Speeches

Clement Attlee – 1965 Memorial Speech to Winston Churchill

Clement_Attlee

Below is the text of the speech made by Clement Attlee in the House of Lords (he was then the Earl Attlee) on 15 January 1965.

My Lords, as an old opponent and a colleague, but always a friend, of Sir Winston Churchill, I should like to say a few words in addition to what has already been so eloquently said. My mind goes back to many years ago. I recall Sir Winston as a rising hope of the Conservative Party at the end of the 19th century. I looked upon him and Lord Hugh Cecil as the two rising hopes of the Conservative Party. Then, with courage, he crossed the House—not easy for any man. You might say of Sir Winston that to whatever Party he belonged he did not really change his ideas: he was always Winston.

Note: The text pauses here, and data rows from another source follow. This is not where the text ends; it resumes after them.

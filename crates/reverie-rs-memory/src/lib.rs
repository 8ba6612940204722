//! Time-weighted memory stream for simulated agents.
//!
//! Records are ranked by a weighted sum of index similarity, exponential
//! recency decay since last access, and normalized importance. Selecting a
//! record marks it accessed.

pub mod agent;
pub mod error;
pub mod index;
pub mod model;
pub mod provider;
pub mod reflection;
pub mod scoring;
mod snapshot;
pub mod store;
pub mod stream;

/// Text-level agent memory.
pub use agent::{AgentMemory, RememberOutcome};
/// Memory error types.
pub use error::{MemoryError, UpstreamError};
/// In-process similarity index.
pub use index::InMemorySimilarityIndex;
/// Memory record model.
pub use model::{MemoryId, MemoryRecord};
/// Collaborator interfaces.
pub use provider::{EmbeddingProvider, SimilarityIndex};
/// Reflection trigger.
pub use reflection::ReflectionTracker;
/// Scoring policy and weights.
pub use scoring::{
    DEFAULT_DECAY_RATE, DEFAULT_OVERFETCH_FACTOR, ScoreWeights, ScoredMemory, ScoringPolicy,
};
/// Record store.
pub use store::{MemoryRecordStore, StoreConfig};
/// Memory stream interface and default implementation.
pub use stream::{MemoryStream, TimeWeightedMemory};
//! Memory record model owned by the record store.

use chrono::{DateTime, Utc};
use serde::{Deserialize, Serialize};
use std::fmt;

/// Identifier of a stored memory. Ids are allocated in creation order.
#[derive(Debug, Clone, Copy, PartialEq, Eq, PartialOrd, Ord, Hash, Serialize, Deserialize)]
#[serde(transparent)]
pub struct MemoryId(pub u64);

impl fmt::Display for MemoryId {
    fn fmt(&self, f: &mut fmt::Formatter<'_>) -> fmt::Result {
        write!(f, "mem-{}", self.0)
    }
}

/// One stored observation or reflection.
#[derive(Debug, Clone, Serialize, Deserialize, PartialEq)]
pub struct MemoryRecord {
    /// Record identifier.
    pub id: MemoryId,
    /// Observation or reflection content.
    pub text: String,
    /// Embedding computed once at creation.
    pub embedding: Vec<f32>,
    /// Creation timestamp.
    pub created_at: DateTime<Utc>,
    /// Last time the record was selected by a query.
    pub last_accessed_at: DateTime<Utc>,
    /// Importance score within the store's configured bounds.
    pub importance: f64,
}

impl MemoryRecord {
    /// Hours elapsed between the last access and `now`, never negative.
    pub fn hours_since_access(&self, now: DateTime<Utc>) -> f64 {
        let millis = (now - self.last_accessed_at).num_milliseconds().max(0);
        millis as f64 / 3_600_000.0
    }
}
//! Importance accumulation that signals when an agent should reflect.

use parking_lot::Mutex;

/// Sums the importance of new memories until a threshold is crossed.
#[derive(Debug)]
pub struct ReflectionTracker {
    threshold: Option<f64>,
    accumulated: Mutex<f64>,
}

impl ReflectionTracker {
    /// Create a tracker. `None` disables reflection triggering.
    pub fn new(threshold: Option<f64>) -> Self {
        Self {
            threshold,
            accumulated: Mutex::new(0.0),
        }
    }

    /// Add an importance score; returns `true` and resets once the running
    /// total exceeds the threshold.
    pub fn record(&self, importance: f64) -> bool {
        let Some(threshold) = self.threshold else {
            return false;
        };
        let mut accumulated = self.accumulated.lock();
        *accumulated += importance;
        if *accumulated > threshold {
            *accumulated = 0.0;
            return true;
        }
        false
    }

    /// Importance accumulated since the last trigger.
    pub fn accumulated(&self) -> f64 {
        *self.accumulated.lock()
    }

    /// Configured threshold.
    pub fn threshold(&self) -> Option<f64> {
        self.threshold
    }
}
use async_trait::async_trait;
use parking_lot::Mutex;
use reverie_rs_memory::{EmbeddingProvider, UpstreamError};
use std::collections::HashMap;
use std::sync::Arc;

/// Returns a preset vector per text, or the fallback for unknown texts.
#[derive(Debug, Clone)]
pub struct FixedEmbedder {
    vectors: HashMap<String, Vec<f32>>,
    fallback: Vec<f32>,
}

impl FixedEmbedder {
    pub fn new(fallback: Vec<f32>) -> Self {
        Self {
            vectors: HashMap::new(),
            fallback,
        }
    }

    pub fn with_vector(mut self, text: impl Into<String>, vector: Vec<f32>) -> Self {
        self.vectors.insert(text.into(), vector);
        self
    }
}

#[async_trait]
impl EmbeddingProvider for FixedEmbedder {
    async fn embed(&self, text: &str) -> Result<Vec<f32>, UpstreamError> {
        Ok(self
            .vectors
            .get(text)
            .cloned()
            .unwrap_or_else(|| self.fallback.clone()))
    }
}

/// Deterministic bag-of-words embedder: each lowercase word is hashed into
/// one of `dimensions` buckets and the vector is L2-normalized.
#[derive(Debug, Clone, Copy)]
pub struct HashEmbedder {
    dimensions: usize,
}

impl HashEmbedder {
    pub fn new(dimensions: usize) -> Self {
        Self { dimensions }
    }

    pub fn embed_sync(&self, text: &str) -> Vec<f32> {
        let mut vector = vec![0.0f32; self.dimensions];
        if self.dimensions == 0 {
            return vector;
        }
        for word in text.split_whitespace() {
            let word = word
                .trim_matches(|c: char| !c.is_alphanumeric())
                .to_lowercase();
            if word.is_empty() {
                continue;
            }
            let bucket = fnv1a(word.as_bytes()) % self.dimensions as u64;
            vector[bucket as usize] += 1.0;
        }
        let norm = vector.iter().map(|v| v * v).sum::<f32>().sqrt();
        if norm > 0.0 {
            for value in &mut vector {
                *value /= norm;
            }
        }
        vector
    }
}

#[async_trait]
impl EmbeddingProvider for HashEmbedder {
    async fn embed(&self, text: &str) -> Result<Vec<f32>, UpstreamError> {
        Ok(self.embed_sync(text))
    }
}

fn fnv1a(bytes: &[u8]) -> u64 {
    let mut hash = 0xcbf2_9ce4_8422_2325u64;
    for byte in bytes {
        hash ^= u64::from(*byte);
        hash = hash.wrapping_mul(0x0100_0000_01b3);
    }
    hash
}

/// Embedder that always fails.
#[derive(Debug, Clone)]
pub struct FailingEmbedder {
    message: String,
}

impl FailingEmbedder {
    pub fn new(message: impl Into<String>) -> Self {
        Self {
            message: message.into(),
        }
    }
}

#[async_trait]
impl EmbeddingProvider for FailingEmbedder {
    async fn embed(&self, _text: &str) -> Result<Vec<f32>, UpstreamError> {
        Err(self.message.clone().into())
    }
}

/// Wraps an embedder and records every text it is asked to embed.
#[derive(Clone)]
pub struct RecordingEmbedder {
    inner: Arc<dyn EmbeddingProvider>,
    seen: Arc<Mutex<Vec<String>>>,
}

impl RecordingEmbedder {
    pub fn new(inner: Arc<dyn EmbeddingProvider>) -> (Self, Arc<Mutex<Vec<String>>>) {
        let seen = Arc::new(Mutex::new(Vec::new()));
        (
            Self {
                inner,
                seen: seen.clone(),
            },
            seen,
        )
    }
}

#[async_trait]
impl EmbeddingProvider for RecordingEmbedder {
    async fn embed(&self, text: &str) -> Result<Vec<f32>, UpstreamError> {
        self.seen.lock().push(text.to_string());
        self.inner.embed(text).await
    }
}
//! Schema validation helpers for Reverie JSON5 configuration.

use crate::ConfigError;
use serde_json::{Map, Value};

/// Validate a single config layer against the schema.
pub(super) fn validate_layer_schema(value: &Value, layer: &str) -> Result<(), ConfigError> {
    let map = expect_object(value, layer, "")?;
    ensure_allowed_keys(map, &["$schema", "memory", "embeddings"], layer, "")?;

    if let Some(value) = map.get("$schema") {
        expect_string(value, layer, "$schema")?;
    }
    if let Some(value) = map.get("memory") {
        validate_memory(value, layer, "memory")?;
    }
    if let Some(value) = map.get("embeddings") {
        validate_embeddings(value, layer, "embeddings")?;
    }

    Ok(())
}

/// Validate the "memory" block.
fn validate_memory(value: &Value, layer: &str, path: &str) -> Result<(), ConfigError> {
    let map = expect_object(value, layer, path)?;
    let allowed = [
        "dimensions",
        "min_importance",
        "max_importance",
        "decay_rate",
        "overfetch_factor",
        "default_k",
        "weights",
        "reflection_threshold",
        "snapshot_path",
    ];
    ensure_allowed_keys(map, &allowed, layer, path)?;

    for key in ["dimensions", "overfetch_factor", "default_k"] {
        if let Some(value) = map.get(key) {
            expect_u64(value, layer, &join_path(path, key))?;
        }
    }
    for key in ["min_importance", "max_importance", "decay_rate"] {
        if let Some(value) = map.get(key) {
            expect_f64(value, layer, &join_path(path, key))?;
        }
    }
    if let Some(value) = map.get("reflection_threshold")
        && !value.is_null()
    {
        expect_f64(value, layer, &join_path(path, "reflection_threshold"))?;
    }
    if let Some(value) = map.get("snapshot_path")
        && !value.is_null()
    {
        expect_string(value, layer, &join_path(path, "snapshot_path"))?;
    }
    if let Some(value) = map.get("weights") {
        validate_weights(value, layer, &join_path(path, "weights"))?;
    }
    Ok(())
}

/// Validate ranking weights.
fn validate_weights(value: &Value, layer: &str, path: &str) -> Result<(), ConfigError> {
    let map = expect_object(value, layer, path)?;
    let allowed = ["similarity", "recency", "importance"];
    ensure_allowed_keys(map, &allowed, layer, path)?;

    for key in allowed {
        if let Some(value) = map.get(key) {
            expect_f64(value, layer, &join_path(path, key))?;
        }
    }
    Ok(())
}

/// Validate the "embeddings" block.
fn validate_embeddings(value: &Value, layer: &str, path: &str) -> Result<(), ConfigError> {
    let map = expect_object(value, layer, path)?;
    ensure_allowed_keys(
        map,
        &["base_url", "model", "api_key_env", "timeout_secs"],
        layer,
        path,
    )?;

    if let Some(value) = map.get("base_url") {
        expect_string(value, layer, &join_path(path, "base_url"))?;
    }
    if let Some(value) = map.get("model") {
        expect_string(value, layer, &join_path(path, "model"))?;
    }
    if let Some(value) = map.get("api_key_env")
        && !value.is_null()
    {
        expect_string(value, layer, &join_path(path, "api_key_env"))?;
    }
    if let Some(value) = map.get("timeout_secs") {
        expect_u64(value, layer, &join_path(path, "timeout_secs"))?;
    }
    Ok(())
}

/// Expect a JSON object or return a typed error.
fn expect_object<'a>(
    value: &'a Value,
    layer: &str,
    path: &str,
) -> Result<&'a Map<String, Value>, ConfigError> {
    match value {
        Value::Object(map) => Ok(map),
        _ => Err(invalid_field(layer, path, "expected object")),
    }
}

/// Expect a JSON string or return a typed error.
fn expect_string(value: &Value, layer: &str, path: &str) -> Result<(), ConfigError> {
    if value.as_str().is_some() {
        Ok(())
    } else {
        Err(invalid_field(layer, path, "expected string"))
    }
}

fn expect_u64(value: &Value, layer: &str, path: &str) -> Result<(), ConfigError> {
    if value.is_u64() {
        Ok(())
    } else {
        Err(invalid_field(layer, path, "expected non-negative integer"))
    }
}

fn expect_f64(value: &Value, layer: &str, path: &str) -> Result<(), ConfigError> {
    if value.is_number() {
        Ok(())
    } else {
        Err(invalid_field(layer, path, "expected number"))
    }
}

/// Ensure an object contains only allowed keys.
fn ensure_allowed_keys(
    map: &Map<String, Value>,
    allowed: &[&str],
    layer: &str,
    path: &str,
) -> Result<(), ConfigError> {
    for key in map.keys() {
        if !allowed.contains(&key.as_str()) {
            return Err(invalid_field(layer, &join_path(path, key), "unknown key"));
        }
    }
    Ok(())
}

/// Join nested paths for better error messages.
fn join_path(prefix: &str, key: &str) -> String {
    if prefix.is_empty() {
        key.to_string()
    } else {
        format!("{prefix}.{key}")
    }
}

/// Build a structured invalid-field error.
fn invalid_field(layer: &str, path: &str, message: &str) -> ConfigError {
    let normalized_path = if path.is_empty() { "root" } else { path };
    ConfigError::InvalidField {
        path: format!("{layer}:{normalized_path}"),
        message: message.to_string(),
    }
}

The first time I saw him was at the siege of Sidney Street, when he took over command of the troops there, and I happened to be a local resident. I did not meet him again until he came into the House of Commons in 1924. The extraordinary thing, when one thinks of it, is that by that time he had done more than the average Member of Parliament, and more than the average Minister, in the way of a Parliamentary career. We thought at that time that he was finished. Not a bit of it! He started again another career, and then, after some years, it seemed again that he had faded. He became a lone wolf, outside any Party; and, yet, somehow or other, the time was coming which would be for him his supreme moment, and for the country its supreme moment. It seems as if everything led up to that time in 1940, when he became Prime Minister of this country at the time of its greatest peril.

Throughout all that period he might make opponents, he might make friends; but no one could ever disregard him. Here was a man of genius, a man of action, a man who could also speak superbly and write superbly. I recall through all those years many occasions when his characteristics stood out most forcibly. I do not think everybody always recognised how tender-hearted he was. I can recall him with the tears rolling down his cheeks, talking of the horrible things perpetrated by the Nazis in Germany. I can recall, too, during the war his emotion on seeing a simple little English home wrecked by a bomb. Yes, my Lords, sympathy—and more than that: he went back, and immediately devised the War Damage Act. How characteristic! Sympathy did not stop with emotion; it turned into action.

Then I recall the long days through the war—the long days and long nights—in which his spirit never failed; and how often he lightened our labours by that vivid humour, those wonderful remarks he would make which absolutely dissolved us all in laughter, however tired we were. I recall his eternal friendship for France and for America; and I recall, too, as the most reverend Primate has said already, that when once the enemy were beaten he had full sympathy for them. He showed that after the Boer War, and he showed it again after the First World War. He had sympathy, an incredibly wide sympathy, for ordinary people all over the world.

I think of him also as supremely conscious of history. His mind went back not only to his great ancestor Marlborough but through the years of English history. He saw himself and he saw our nation at that time playing a part not unworthy of our ancestors, not unworthy of the men who defeated the Armada and not unworthy of the men who defeated Napoleon. He saw himself there as an instrument. As an instrument for what? For freedom, for human life against tyranny. None of us can ever forget how, through all those long years, he now and again spoke exactly the phrase that crystallised the feelings of the nation.

My Lords, we have lost the greatest Englishman of our time—I think the greatest citizen of the world of our time. In the course of a long, long life, he has played many parts. We may all be proud to have lived with him and, above all, to have worked with him; and we shall all send to his widow and family our sympathy in their great loss.